[Stored items from a collection]
···

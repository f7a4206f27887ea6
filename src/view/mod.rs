mod filter;
mod render;
mod state;
#[cfg(test)]
mod tests;

pub use filter::filter_students;
pub use render::{render, resolve_timezone, RenderedScreen};
pub use state::{FormMode, Screen, ViewState};
mod interface;
mod mock;
mod overlay;
mod session;

pub use interface::{CaptureConstraints, CaptureDevice, RawFrame};
pub use mock::MockCaptureDevice;
pub use session::{CameraSession, CameraState, PendingStill};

···

## Aim of the task
Take the entries above and repeat them. Alter nothing.

## Your solution
repository f7a4206f27887ea6
filename src/view/mod.rs
mod filter;
mod render;
mod state;
#[cfg(test)]
mod tests;

pub use filter::filter_students;
pub use render::{render, resolve_timezone, RenderedScreen};
pub use state::{FormMode, Screen, ViewState};
mod interface;
mod mock;
mod overlay;
mod session;

pub use interface::{CaptureConstraints, CaptureDevice, RawFrame};
pub use mock::MockCaptureDevice;
pub use session::{CameraSession, CameraState, PendingStill};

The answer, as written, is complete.